Sandfuture is a book about the life of the architect Minoru Yamasaki (1912-1986), who remains on the margins of history despite the enormous influence of his work on American architecture and society. That Yamasaki's most famous projects--the Pruitt-Igoe apartments in St. Louis and the original World Trade Center in New York--were both destroyed on national television, thirty years apart, makes his relative obscurity all the more remarkable.
Sandfuture is also a book about an artist interrogating art and architecture's role in culture as New York changes drastically after a decade bracketed by terrorism and natural disaster. From the central thread of Yamasaki's life, Sandfuture spirals outward to include reflections on a wide range of subjects, from the figure of the architect in literature and film and transformations in the contemporary art market to the perils of sick buildings and the broader social and political implications of how, and for whom, cities are built. The result is at once sophisticated in its understanding of material culture and novelistic in its telling of a good story.
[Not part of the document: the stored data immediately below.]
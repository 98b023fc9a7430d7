mod app;

use anyhow::Context;
use clap::{CommandFactory, FromArgMatches};
use dotlink::{driver::expand_response_files, linker::MessageCategory, Driver};

use crate::app::Cli;

fn main() -> anyhow::Result<()> {
    ctrlc::set_handler(|| {
        eprintln!("\nCancelled.");
        std::process::exit(130);
    })
    .context("failed to set Ctrl+C handler")?;

    let args = expand_response_files(std::env::args())?;
    let matches = Cli::command().get_matches_from(args);
    let cli = Cli::from_arg_matches(&matches).unwrap_or_else(|e| e.exit());

    // Show dotlink info+ on stderr; --verbose enables debug; RUST_LOG overrides
    let level = if cli.verbose {
        log::LevelFilter::Debug
    } else {
        log::LevelFilter::Info
    };
    env_logger::Builder::new()
        .filter_module("dotlink", level)
        .parse_default_env()
        .target(env_logger::Target::Stderr)
        .format_timestamp(None)
        .format_module_path(false)
        .format_target(false)
        .init();

    let options = cli.driver_options(&matches)?;
    let ctx = Driver::new(options).run()?;

    let warnings = ctx
        .diagnostics
        .iter()
        .filter(|m| m.category == MessageCategory::Warning)
        .count();
    log::info!(
        "Linked {} assemblies with {warnings} warning(s)",
        ctx.graph
            .modules()
            .iter()
            .filter(|m| !ctx.graph.symbol(**m).is_removed())
            .count()
    );
    Ok(())
}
"In Beal's account, you hear about not just a tragic life, but the strange cultural history of the World Trade Center--what it came to mean, and how that meaning reflected the history of New York and the United States"
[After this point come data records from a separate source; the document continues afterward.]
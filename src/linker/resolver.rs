//! Assembly lookup across search directories and explicit reference files.

use std::path::{Path, PathBuf};

use log::debug;
use rustc_hash::{FxHashMap, FxHashSet};

use crate::{
    graph::{JsonModuleLoader, ModuleLoader, SymbolGraph, SymbolId},
    Error, Result,
};

/// Finds module files by assembly name and loads them into the graph.
///
/// Explicit reference files (`--reference`) win over search directories (`-d`), which are
/// probed in the order they were added. Each registered [`ModuleLoader`] contributes the file
/// extensions it understands; the first loader claiming a file's extension loads it.
pub struct AssemblyResolver {
    search_directories: Vec<PathBuf>,
    references: FxHashMap<String, PathBuf>,
    loaders: Vec<Box<dyn ModuleLoader>>,
    failed: FxHashSet<String>,
}

impl std::fmt::Debug for AssemblyResolver {
    fn fmt(&self, f: &mut std::fmt::Formatter<'_>) -> std::fmt::Result {
        f.debug_struct("AssemblyResolver")
            .field("search_directories", &self.search_directories)
            .field("references", &self.references)
            .field("loaders", &self.loaders.len())
            .finish()
    }
}

impl Default for AssemblyResolver {
    fn default() -> Self {
        AssemblyResolver {
            search_directories: Vec::new(),
            references: FxHashMap::default(),
            loaders: vec![Box::new(JsonModuleLoader)],
            failed: FxHashSet::default(),
        }
    }
}

impl AssemblyResolver {
    /// Creates a resolver that understands JSON module documents.
    #[must_use]
    pub fn new() -> Self {
        Self::default()
    }

    /// Adds a directory to probe; duplicates are ignored.
    pub fn add_search_directory(&mut self, directory: impl Into<PathBuf>) {
        let directory = directory.into();
        if !self.search_directories.contains(&directory) {
            self.search_directories.push(directory);
        }
    }

    /// Returns the search directories in probe order.
    #[must_use]
    pub fn search_directories(&self) -> &[PathBuf] {
        &self.search_directories
    }

    /// Registers an explicit reference file, keyed by its file stem.
    pub fn add_reference(&mut self, path: impl Into<PathBuf>) {
        let path = path.into();
        if let Some(stem) = path.file_stem().and_then(|s| s.to_str()) {
            self.references.insert(stem.to_string(), path);
        }
    }

    /// Registers an additional module loader; it takes precedence over earlier ones.
    pub fn add_loader(&mut self, loader: Box<dyn ModuleLoader>) {
        self.loaders.insert(0, loader);
    }

    /// Returns the file that would be loaded for `assembly`.
    #[must_use]
    pub fn probe(&self, assembly: &str) -> Option<PathBuf> {
        if let Some(path) = self.references.get(assembly) {
            return Some(path.clone());
        }
        self.search_directories.iter().find_map(|directory| {
            self.loaders
                .iter()
                .find_map(|loader| loader.probe(directory, assembly))
        })
    }

    fn loader_for(&self, path: &Path) -> Option<&dyn ModuleLoader> {
        let extension = path.extension().and_then(|e| e.to_str()).unwrap_or_default();
        self.loaders
            .iter()
            .find(|loader| {
                loader
                    .extensions()
                    .iter()
                    .any(|known| known.eq_ignore_ascii_case(extension))
            })
            .map(AsRef::as_ref)
    }

    /// Loads the module stored at `path`.
    ///
    /// Returns the new module and true, or an already loaded module of the same file stem and
    /// false.
    ///
    /// # Errors
    ///
    /// Returns [`Error::Configuration`] if no loader understands the file, or the loader's
    /// error.
    pub fn load_file(&self, path: &Path, graph: &mut SymbolGraph) -> Result<(SymbolId, bool)> {
        if let Some(existing) = path
            .file_stem()
            .and_then(|s| s.to_str())
            .and_then(|stem| graph.module(stem))
        {
            return Ok((existing, false));
        }

        let loader = self.loader_for(path).ok_or_else(|| {
            Error::Configuration(format!(
                "No module loader understands '{}'",
                path.display()
            ))
        })?;
        debug!("Loading module {}", path.display());
        let module = loader.load(path, graph)?;
        Ok((module, true))
    }

    /// Returns the module of `assembly`, loading it on first use.
    ///
    /// Returns `Ok(None)` when no file can be found; the failure is remembered so later
    /// lookups of the same name are cheap.
    ///
    /// # Errors
    ///
    /// Returns the loader's error if a file was found but could not be loaded.
    pub fn resolve(
        &mut self,
        assembly: &str,
        graph: &mut SymbolGraph,
    ) -> Result<Option<(SymbolId, bool)>> {
        if let Some(module) = graph.module(assembly) {
            return Ok(Some((module, false)));
        }
        if self.failed.contains(assembly) {
            return Ok(None);
        }

        match self.probe(assembly) {
            Some(path) => {
                let (module, loaded) = self.load_file(&path, graph)?;
                let name = &graph.module_info(module).assembly;
                if name != assembly {
                    return Err(malformed_error!(
                        "'{}' defines assembly '{}' instead of '{}'",
                        path.display(),
                        name,
                        assembly
                    ));
                }
                Ok(Some((module, loaded)))
            }
            None => {
                debug!("Could not find assembly '{assembly}'");
                self.failed.insert(assembly.to_string());
                Ok(None)
            }
        }
    }
}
- Open Source with Christopher Lydon
"This is a personable, erudite memoir that ambles through a series of theoretical and historical musings linked to the author's emotional, intellectual and practical engagement with New York City"
- ArtReview
"It is not like any other book on architecture I have read. And that is a very good thing [...] Beal has written a brilliant, often surprisingly personal, book that works as metaphor and, perhaps, as portent."
- Edwin Heathcote, FT
"Beal is sympathetic, describing the Japanese-American architect's battles with prejudice, pointing out the qualities of the many fine buildings he created across America, and bringing alive the ironies and tragedies of his career. [...] His book is an unusual collage of narratives, but it provides rare insight into the making and experience of architecture."